Tuesday, July 1, 2014

Jesus Did Not Coerce People

I'm probably crazy to try to write about this at the end of a workday, when I've got a stiff neck and TMJ and ongoing fatigue and still must commute home. But Facebook is abuzz today with the Supreme Court ruling in favor of Hobby Lobby. The upshot is that the corporation can refuse to pay for some healthcare services. Those who are angry about it generalize that Hobby Lobby will not allow its healthcare services to provide for contraception, period. Those in favor of the decision point out that a person doesn't have to buy healthcare through the employer and that Hobby Lobby's healthcare provider continues to pay for some birth control, just not the Plan-B (code word for some: abortion pill).

I haven't read the Supreme Court's decision, and because I'm not an attorney, I probably couldn't understand it even if I did; I rely on others for my information--people who can read that stuff and make sense of it and then translate it to me. So, honestly, I don't know what this decision means precisely. And I have been guilty of re-posting others' posts about the decision even though I don't know all the facts. And I certainly don't know which organizations know the facts--everybody speaks with such certainty that even the professional fact-checkers have a hard time keeping up and warning the rest of us. This is a temptation of Facebook: sometimes a person just wants to vent, and there are plenty of ready-made ventings ripe for the picking and re-posting.

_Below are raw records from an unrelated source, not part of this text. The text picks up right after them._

//! Window Manager Module
//!
//! Non-client area interception: what the window manager asks while laying
//! out and hit testing a borderless window, and the answers we give.

pub mod frame;
pub mod hit_test;
pub mod probe;
pub mod taskbar;

pub use frame::{FrameState, WVR_REDRAW};
pub use hit_test::{HitRegion, HitTestRouter, MaxButtonOutcome};
pub use taskbar::TaskbarEdge;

But I do know that Christianity in this country has long had too much power, that large Christian groups have held hands with governmental ideologies too often, and that many Christians in general--and in particular those who feel threatened by "non-Christian" ideas, organizations, and vocabulary--have come to feel entitled to set moral standards for everyone who lives here.

How did we come to this? I guess it began when Christianity became state religion in Rome centuries ago. The power the church gained corrupted it so much that a whole new movement started whereby men and women fled to the desert to escape the church's sins and excesses and give themselves mainly to prayer and meditation. The monastic movement tried to correct the problems of Christians wielding political and financial power, but of course the whole world couldn't live in the desert. Not even the entire church could survive that way.

Christians are often the first to point out that the people who founded this country were trying to escape religious persecution. That's a generalization but true enough. What we don't seem to recognize is that so much feverish activity of religious people wedded to political parties creates whole new forms of religious persecution.

I need to severely truncate this post, sliding by long discussions about politics and religion, and just get to the point that always centers and stabilizes me when I begin to get crazy and bothered about other folks' bad behavior. That centering point is this: I try, not always successfully, to be a follower of Jesus of Nazareth. And Jesus never coerced people. He simply didn't. He didn't force himself on others, didn't force belief on them. Yes, with religious, powerful people he could get pretty direct and say things that would scorch their pious sensibilities. He did challenge people. He asked hard questions. He made demands of those who had committed to his cause.

But he never forced anyone to act a certain way. And I don't think he is pleased when any of his followers do. Whenever I try to manipulate the actions of others--through my judgments or conversations or the use of whatever power I have--I'm not being Jesus-like.

I believe Christians--along with everyone else--should participate in government and commerce. We must participate in society in helpful and reasonable ways. That means that we make room for others to act according to conscience. That also means we help protect others. Where freedom and protection meet is a tricky place of discernment and tension--I want you to be free to live your life and at the same time prevent you from harming other lives. So we'll always be debating and running back and forth and trying this solution and that. Of course it's complicated.

But this one idea--Jesus did not coerce others--this helps quite a bit when I'm in that place of discernment.